Fast-food sandwich giant Subway, one of the world’s biggest bakers, will remove an internationally banned chemical used to make shoe rubber from its bread following the launch of a food blogger’s petition.

USA Today reports Subway, the world’s largest sandwich chain, will stop using azodicarbonamide, a chemical most commonly used as a blowing agent in the rubber and plastic industries, in its breads. Azodicarbonamide, which is banned in Australia, the United Kingdom and the European Union, is used to increase elasticity in a wide range of products, from shoe rubber to yoga mats to Subway’s sandwich bread– until now.

“We are already in the process of removing azodicarbonamide as part of our bread improvement efforts despite the fact that it is a USDA and FDA approved ingredient,” Subway said in a statement. “The complete conversion to have this product out of the bread will be done soon.”

The company’s decision follows an exposé and petition by Vani Hari, publisher of the blog Foodbabe.com. Hari wrote that “what broke the camel’s back” was First Lady Michelle Obama’s recent endorsement of Subway’s kids menu as meeting the “highest nutritional standards.”

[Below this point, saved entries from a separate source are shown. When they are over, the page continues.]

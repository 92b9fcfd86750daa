//! HTTP client for the `YouTube` Data API v3.
//!
//! Wraps `reqwest` with API key management, typed response deserialization,
//! and flattening of the nested comment-thread snippets into the flat
//! [`Comment`] record the rest of the pipeline consumes.

use std::time::Duration;

use reqwest::{Client, Url};

use cintel_core::Comment;

use crate::error::YoutubeError;
use crate::types::{CommentThreadListResponse, VideoDetails, VideoListResponse};

const DEFAULT_BASE_URL: &str = "https://www.googleapis.com/youtube/v3/";

/// The API rejects `maxResults` above 100 on `commentThreads.list`.
const MAX_RESULTS_CAP: u32 = 100;

/// Client for the `YouTube` Data API v3.
///
/// Manages the HTTP client, API key, and base URL. Use [`YoutubeClient::new`]
/// for production or [`YoutubeClient::with_base_url`] to point at a mock
/// server in tests.
pub struct YoutubeClient {
    client: Client,
    api_key: String,
    base_url: Url,
}

impl YoutubeClient {
    /// Creates a new client pointed at the production `YouTube` Data API.
    ///
    /// # Errors
    ///
    /// Returns [`YoutubeError::Http`] if the underlying `reqwest::Client`
    /// cannot be constructed.
    pub fn new(api_key: &str, timeout_secs: u64) -> Result<Self, YoutubeError> {
        Self::with_base_url(api_key, timeout_secs, DEFAULT_BASE_URL)
    }

    /// Creates a new client with a custom base URL (for testing with wiremock).
    ///
    /// # Errors
    ///
    /// Returns [`YoutubeError::Http`] if the underlying `reqwest::Client`
    /// cannot be constructed, or [`YoutubeError::InvalidBaseUrl`] if
    /// `base_url` does not parse.
    pub fn with_base_url(
        api_key: &str,
        timeout_secs: u64,
        base_url: &str,
    ) -> Result<Self, YoutubeError> {
        let client = Client::builder()
            .timeout(Duration::from_secs(timeout_secs))
            .connect_timeout(Duration::from_secs(10))
            .user_agent("cintel/0.1 (competitive-intelligence)")
            .build()?;

        // Normalise: ensure the base URL ends with exactly one slash so that
        // resource segments append to the path rather than replacing the last
        // segment.
        let normalised = format!("{}/", base_url.trim_end_matches('/'));
        let base_url = Url::parse(&normalised)
            .map_err(|_| YoutubeError::InvalidBaseUrl(base_url.to_string()))?;

        Ok(Self {
            client,
            api_key: api_key.to_owned(),
            base_url,
        })
    }

    /// Fetches top-level comments for one video, in the API's relevance
    /// order.
    ///
    /// Issues a single `commentThreads.list` request (`part=snippet`,
    /// top-level comments only, first page). Never returns more than
    /// `max_results` comments; the API-side cap of 100 also applies.
    ///
    /// # Errors
    ///
    /// - [`YoutubeError::Api`] if the API returns a non-2xx status.
    /// - [`YoutubeError::Http`] on network failure.
    /// - [`YoutubeError::Deserialize`] if the response does not match the
    ///   expected shape.
    pub async fn list_comments(
        &self,
        video_id: &str,
        max_results: u32,
    ) -> Result<Vec<Comment>, YoutubeError> {
        let capped = max_results.clamp(1, MAX_RESULTS_CAP);
        let url = self.build_url(
            "commentThreads",
            &[
                ("part", "snippet"),
                ("videoId", video_id),
                ("maxResults", &capped.to_string()),
                ("order", "relevance"),
            ],
        );

        let body = self.request_json(&url).await?;
        let parsed: CommentThreadListResponse =
            serde_json::from_value(body).map_err(|e| YoutubeError::Deserialize {
                context: format!("commentThreads.list(videoId={video_id})"),
                source: e,
            })?;

        let comments = parsed
            .items
            .into_iter()
            .take(capped as usize)
            .map(|thread| {
                let snippet = thread.snippet.top_level_comment.snippet;
                Comment {
                    text: snippet.text_display,
                    author: snippet.author_display_name,
                    like_count: snippet.like_count,
                    published_at: snippet.published_at,
                }
            })
            .collect();

        Ok(comments)
    }

    /// Fetches the snippet (title, description) for one video.
    ///
    /// Returns `Ok(None)` when the API reports no such video.
    ///
    /// # Errors
    ///
    /// - [`YoutubeError::Api`] if the API returns a non-2xx status.
    /// - [`YoutubeError::Http`] on network failure.
    /// - [`YoutubeError::Deserialize`] if the response does not match the
    ///   expected shape.
    pub async fn get_video(&self, video_id: &str) -> Result<Option<VideoDetails>, YoutubeError> {
        let url = self.build_url("videos", &[("part", "snippet"), ("id", video_id)]);

        let body = self.request_json(&url).await?;
        let parsed: VideoListResponse =
            serde_json::from_value(body).map_err(|e| YoutubeError::Deserialize {
                context: format!("videos.list(id={video_id})"),
                source: e,
            })?;

        Ok(parsed.items.into_iter().next().map(|item| item.snippet))
    }

    /// Builds the full request URL with properly percent-encoded query
    /// parameters, appending the API key last.
    fn build_url(&self, resource: &str, extra: &[(&str, &str)]) -> Url {
        let mut url = self.base_url.clone();
        // The base URL is guaranteed http(s) by the constructor, so path
        // segments are always available.
        if let Ok(mut segments) = url.path_segments_mut() {
            segments.pop_if_empty().push(resource);
        }
        {
            let mut pairs = url.query_pairs_mut();
            for (k, v) in extra {
                pairs.append_pair(k, v);
            }
            pairs.append_pair("key", &self.api_key);
        }
        url
    }

    /// Sends a GET request and parses the response body as JSON.
    ///
    /// # Errors
    ///
    /// Returns [`YoutubeError::Api`] for non-2xx statuses, carrying the
    /// upstream error message when the body contains one.
    async fn request_json(&self, url: &Url) -> Result<serde_json::Value, YoutubeError> {
        let response = self.client.get(url.clone()).send().await?;
        let status = response.status();
        let body = response.text().await?;

        if !status.is_success() {
            return Err(YoutubeError::Api {
                status: status.as_u16(),
                message: extract_api_error(&body),
            });
        }

        serde_json::from_str(&body).map_err(|e| YoutubeError::Deserialize {
            context: url.path().to_string(),
            source: e,
        })
    }
}

/// Pulls `error.message` out of a `YouTube` error payload, falling back to
/// the raw body text.
fn extract_api_error(body: &str) -> String {
    serde_json::from_str::<serde_json::Value>(body)
        .ok()
        .and_then(|v| {
            v.get("error")
                .and_then(|e| e.get("message"))
                .and_then(serde_json::Value::as_str)
                .map(ToOwned::to_owned)
        })
        .unwrap_or_else(|| body.trim().to_string())
}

“Not only is the First Lady of the United States duped by this company, but [also] millions of North Americans,” wrote Hari. “I knew I had to do something. With you.”

(Foodbabe.com)

(Foodbabe.com)

The petition launched by Hari has received more than 78,000 signatures as of Friday afternoon.

Hari’s investigation of what goes into Subway’s so-called “fresh” food found the presence of chemical additives, refined bleach flour, preservatives, artificial colors, hidden monosodium glutamate (MSG), nitrates, refined sugars and likely genetically modified (GMO) ingredients.

Hari praised Subway’s move to stop using azodicarbonamide.

“I commend Subway for finally responding to me and now over 58,000 concerned citizens,” she wrote. “Their swift action is a testament to what power petitions and individuals can have.”

Hari noted that Subway is still using the controversial chemical in its bread and urged “everyone not to eat their sandwich bread until they have finally removed the chemical.”

The World Health Organization (WHO) says that “case reports and epidemiological studies in humans have produced abundant evidence that azodicarbonamide can induce asthma, other respiratory symptoms, and skin sensitization in exposed workers,” but says that only “low acute toxicity” has been observed in studies on mammals that ingest the chemical.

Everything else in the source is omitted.